• **TO DO**: Read through the entries below and copy each line where "TraceLayer" turns up.

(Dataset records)
*** Block opens ***

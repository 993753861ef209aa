//! Holds a minimal document tree for the behaviors to run against.
//!
//! This models just the surface the original markup exposes: class lists,
//! string attributes, text content and the inline `display` style. Elements
//! live in a flat arena in document order and are addressed by [`ElementId`]
//! handles that stay valid for the lifetime of the [`Document`].

/// Handle to an element inside a [`Document`].
#[derive(Clone, Copy, Debug, PartialEq, Eq)]
pub struct ElementId(usize);

/// Inline `display` style of an element.
///
/// Only the values the behaviors ever read or write. [`Display::Inherit`] is
/// the unset default, whatever the stylesheet says.
#[derive(Clone, Copy, Debug, Default, PartialEq, Eq)]
pub enum Display {
    #[default]
    Inherit,
    None,
    Block,
}

/// One element of the tree.
#[derive(Clone, Debug, Default)]
pub struct Element {
    classes: Vec<String>,
    attrs: Vec<(String, String)>,
    text: String,
    display: Display,
}

impl Element {
    pub fn new() -> Self {
        Self::default()
    }

    /// Add a class (builder style).
    pub fn class(mut self, class: &str) -> Self {
        self.classes.push(class.to_owned());
        self
    }

    /// Set an attribute (builder style).
    pub fn attr(mut self, name: &str, value: &str) -> Self {
        self.set_attr(name, value);
        self
    }

    /// Set the text content (builder style).
    pub fn text(mut self, text: &str) -> Self {
        self.text = text.to_owned();
        self
    }

    fn set_attr(&mut self, name: &str, value: &str) {
        match self.attrs.iter_mut().find(|(n, _)| n == name) {
            Some((_, v)) => *v = value.to_owned(),
            None => self.attrs.push((name.to_owned(), value.to_owned())),
        }
    }

    fn get_attr(&self, name: &str) -> Option<&str> {
        self.attrs
            .iter()
            .find(|(n, _)| n == name)
            .map(|(_, v)| v.as_str())
    }
}

/// A flat, append-only element arena.
#[derive(Clone, Debug, Default)]
pub struct Document {
    elements: Vec<Element>,
}

impl Document {
    pub fn new() -> Self {
        Self::default()
    }

    /// Append an element and return its handle.
    pub fn push(&mut self, element: Element) -> ElementId {
        self.elements.push(element);
        ElementId(self.elements.len() - 1)
    }

    /// All elements carrying the given class, in document order.
    pub fn select(&self, class: &str) -> Vec<ElementId> {
        self.elements
            .iter()
            .enumerate()
            .filter(|(_, e)| e.classes.iter().any(|c| c == class))
            .map(|(i, _)| ElementId(i))
            .collect()
    }

    /// The first element whose `id` attribute equals the given value.
    pub fn by_html_id(&self, id: &str) -> Option<ElementId> {
        self.elements
            .iter()
            .position(|e| e.get_attr("id") == Some(id))
            .map(ElementId)
    }

    pub fn has_class(&self, id: ElementId, class: &str) -> bool {
        self.get(id).classes.iter().any(|c| c == class)
    }

    /// Add the class if not already present.
    pub fn add_class(&mut self, id: ElementId, class: &str) {
        if !self.has_class(id, class) {
            self.get_mut(id).classes.push(class.to_owned());
        }
    }

    pub fn remove_class(&mut self, id: ElementId, class: &str) {
        self.get_mut(id).classes.retain(|c| c != class);
    }

    pub fn attr(&self, id: ElementId, name: &str) -> Option<&str> {
        self.get(id).get_attr(name)
    }

    pub fn set_attr(&mut self, id: ElementId, name: &str, value: &str) {
        self.get_mut(id).set_attr(name, value);
    }

    pub fn text(&self, id: ElementId) -> &str {
        &self.get(id).text
    }

    pub fn set_text(&mut self, id: ElementId, text: &str) {
        self.get_mut(id).text = text.to_owned();
    }

    pub fn display(&self, id: ElementId) -> Display {
        self.get(id).display
    }

    pub fn set_display(&mut self, id: ElementId, display: Display) {
        self.get_mut(id).display = display;
    }

    // handles only come out of push so indexing cannot fail
    fn get(&self, id: ElementId) -> &Element {
        &self.elements[id.0]
    }

    fn get_mut(&mut self, id: ElementId) -> &mut Element {
        &mut self.elements[id.0]
    }
}
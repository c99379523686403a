//! Configuration utilities.

/// TOML configuration loading and validation.
pub mod toml_config;
//! Coarse progress phases for a research request.
//!
//! Phases are advisory. Reporters never block and never fail; a client that
//! ignores every update still receives the complete report.

use serde::{Deserialize, Serialize};
use std::fmt;
use tokio::sync::mpsc;
use utoipa::ToSchema;

#[derive(Debug, Clone, Copy, PartialEq, Eq, Hash, Serialize, Deserialize, ToSchema)]
#[serde(rename_all = "lowercase")]
pub enum ResearchPhase {
    /// About to hand the query to the pipeline
    Planning,
    /// Pipeline finished, about to read its output
    Processing,
    Completed,
    Failed,
}

impl ResearchPhase {
    /// Every phase, in lifecycle order.
    pub const ALL: [ResearchPhase; 4] = [
        ResearchPhase::Planning,
        ResearchPhase::Processing,
        ResearchPhase::Completed,
        ResearchPhase::Failed,
    ];

    pub fn label(self) -> &'static str {
        match self {
            ResearchPhase::Planning => "planning",
            ResearchPhase::Processing => "processing",
            ResearchPhase::Completed => "completed",
            ResearchPhase::Failed => "failed",
        }
    }

    /// Text suitable for a progress indicator.
    pub fn message(self) -> &'static str {
        match self {
            ResearchPhase::Planning => "Planning search strategy...",
            ResearchPhase::Processing => "Processing search results...",
            ResearchPhase::Completed => "Research report ready",
            ResearchPhase::Failed => "Research failed",
        }
    }

    pub fn is_terminal(self) -> bool {
        matches!(self, ResearchPhase::Completed | ResearchPhase::Failed)
    }
}

impl fmt::Display for ResearchPhase {
    fn fmt(&self, f: &mut fmt::Formatter<'_>) -> fmt::Result {
        f.write_str(self.label())
    }
}

/// Wire form of a phase change.
#[derive(Debug, Clone, PartialEq, Eq, Serialize, Deserialize, ToSchema)]
pub struct StatusUpdate {
    pub phase: ResearchPhase,
    pub message: String,
}

impl From<ResearchPhase> for StatusUpdate {
    fn from(phase: ResearchPhase) -> Self {
        Self {
            phase,
            message: phase.message().to_string(),
        }
    }
}

/// Sink for phase changes.
pub trait StatusReporter: Send + Sync {
    fn report(&self, phase: ResearchPhase);
}

impl<F> StatusReporter for F
where
    F: Fn(ResearchPhase) + Send + Sync,
{
    fn report(&self, phase: ResearchPhase) {
        self(phase)
    }
}

/// Writes phases to the log, inside whatever span is current.
#[derive(Debug, Clone, Copy, Default)]
pub struct LogReporter;

impl StatusReporter for LogReporter {
    fn report(&self, phase: ResearchPhase) {
        tracing::info!(phase = %phase, "{}", phase.message());
    }
}

/// Forwards phases over a bounded channel.
///
/// Updates are dropped when the channel is full or the receiver is gone.
#[derive(Debug, Clone)]
pub struct ChannelReporter {
    tx: mpsc::Sender<ResearchPhase>,
}

impl ChannelReporter {
    pub fn new(capacity: usize) -> (Self, mpsc::Receiver<ResearchPhase>) {
        let (tx, rx) = mpsc::channel(capacity.max(1));
        (Self { tx }, rx)
    }
}

impl StatusReporter for ChannelReporter {
    fn report(&self, phase: ResearchPhase) {
        tracing::debug!(phase = %phase, "{}", phase.message());
        if let Err(e) = self.tx.try_send(phase) {
            tracing::debug!(phase = %phase, "status update dropped: {}", e);
        }
    }
}
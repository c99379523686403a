//! Shared test helpers.

#![allow(dead_code)]

pub mod mocks;

use axum_test::TestServer;
use finresearch::api::routes::create_router;
use finresearch::{AppState, ResearchConfig, ResearchPipeline};
use std::sync::Arc;

/// Test server around the real router and the given pipeline.
pub fn test_server(pipeline: Arc<dyn ResearchPipeline>) -> TestServer {
    test_server_with_config(ResearchConfig::default(), pipeline)
}

pub fn test_server_with_config(
    config: ResearchConfig,
    pipeline: Arc<dyn ResearchPipeline>,
) -> TestServer {
    let app = create_router(AppState::new(config, pipeline));
    TestServer::new(app).expect("Failed to create test server")
}
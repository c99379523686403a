//! # Financial Research Server
//!
//! An HTTP service that turns a free-text financial research question into a
//! structured, verified report.
//!
//! The heavy lifting (search planning, web search, analysis, report writing,
//! verification) happens in an external research pipeline. This crate owns
//! the contract around it: validating the query, running the pipeline safely,
//! parsing its output strictly, reporting progress, and mapping failures to
//! HTTP responses.
//!
//! ## Overview
//!
//! The crate can be used in two ways:
//!
//! 1. **As a standalone server** - Run the `finresearch-server` binary
//! 2. **As a library** - Embed the research core in another service
//!
//! ### Library Example
//!
//! ```rust,ignore
//! use finresearch::research::{LogReporter, ProcessPipeline, ResearchCoordinator, ResearchQuery};
//! use std::sync::Arc;
//!
//! let pipeline = ProcessPipeline::new("python3").with_args(["local_orchestrator.py"]);
//! let coordinator = ResearchCoordinator::new(Arc::new(pipeline));
//!
//! let query = ResearchQuery::parse("Analyze Apple's most recent quarterly performance", 2000)?;
//! let report = coordinator.research(&query, &LogReporter).await?;
//! println!("{}", report.short_summary());
//! ```
//!
//! ## Modules
//!
//! - [`research`] - Query validation, pipeline execution, report schema, progress phases
//! - [`api`] - REST API handlers and routes
//! - [`types`] - API types and error handling
//! - [`utils`] - TOML configuration
//! - [`cli`] - Command-line interface

#![warn(missing_docs)]
#![warn(rustdoc::missing_crate_level_docs)]

/// HTTP API handlers and routes.
pub mod api;
/// Command-line interface.
pub mod cli;
/// Research orchestration: pipeline, report schema, status phases.
pub mod research;
/// Core API types (requests, responses, errors).
pub mod types;
/// Configuration utilities (TOML).
pub mod utils;

// Re-export commonly used types
pub use research::{
    ResearchCoordinator, ResearchError, ResearchPipeline, ResearchQuery, ResearchReport,
};
pub use types::{AppError, Result};
pub use utils::toml_config::ResearchConfig;

use crate::research::ProcessPipeline;
use std::sync::Arc;

/// Application state shared across handlers
///
/// Everything here is immutable after startup; requests share nothing else.
#[derive(Clone)]
pub struct AppState {
    /// Configuration loaded at startup
    pub config: Arc<ResearchConfig>,
    /// Runs research queries against the configured pipeline
    pub coordinator: Arc<ResearchCoordinator>,
}

impl AppState {
    /// Build state around an explicit pipeline implementation.
    pub fn new(config: ResearchConfig, pipeline: Arc<dyn ResearchPipeline>) -> Self {
        Self {
            config: Arc::new(config),
            coordinator: Arc::new(ResearchCoordinator::new(pipeline)),
        }
    }

    /// Build state that runs the external process described by `config.pipeline`.
    pub fn from_config(config: ResearchConfig) -> Self {
        let pipeline = Arc::new(ProcessPipeline::from_config(&config.pipeline));
        Self::new(config, pipeline)
    }
}
use crate::AppState;
use crate::api::{ApiDoc, handlers};
use axum::{
    Json, Router,
    http::HeaderValue,
    routing::{get, post},
};
use tower::ServiceBuilder;
use tower_http::{
    cors::{AllowOrigin, Any, CorsLayer},
    limit::RequestBodyLimitLayer,
    trace::TraceLayer,
};
use utoipa::OpenApi;

pub fn create_router(state: AppState) -> Router {
    let server = &state.config.server;
    let cors = cors_layer(&server.cors_origins);
    let body_limit = RequestBodyLimitLayer::new(server.max_body_bytes);

    Router::new()
        .route("/health", get(handlers::health::health))
        .route("/research", post(handlers::research::research))
        .route(
            "/research/stream",
            post(handlers::research::research_stream),
        )
        .route(
            "/research/phases",
            get(handlers::research::research_phases),
        )
        .route("/api-docs/openapi.json", get(openapi_json))
        .layer(
            ServiceBuilder::new()
                .layer(TraceLayer::new_for_http())
                .layer(body_limit)
                .layer(cors),
        )
        .with_state(state)
}

async fn openapi_json() -> Json<utoipa::openapi::OpenApi> {
    Json(ApiDoc::openapi())
}

fn cors_layer(origins: &[String]) -> CorsLayer {
    let layer = CorsLayer::new().allow_methods(Any).allow_headers(Any);

    if origins.is_empty() {
        return layer.allow_origin(Any);
    }

    let origins: Vec<HeaderValue> = origins
        .iter()
        .filter_map(|origin| match HeaderValue::from_str(origin) {
            Ok(value) => Some(value),
            Err(_) => {
                tracing::warn!("Ignoring invalid CORS origin '{}'", origin);
                None
            }
        })
        .collect();

    layer.allow_origin(AllowOrigin::list(origins))
}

*** Block closes ***

• **WORKED SOLUTION**:
    trace::TraceLayer,
                .layer(TraceLayer::new_for_http())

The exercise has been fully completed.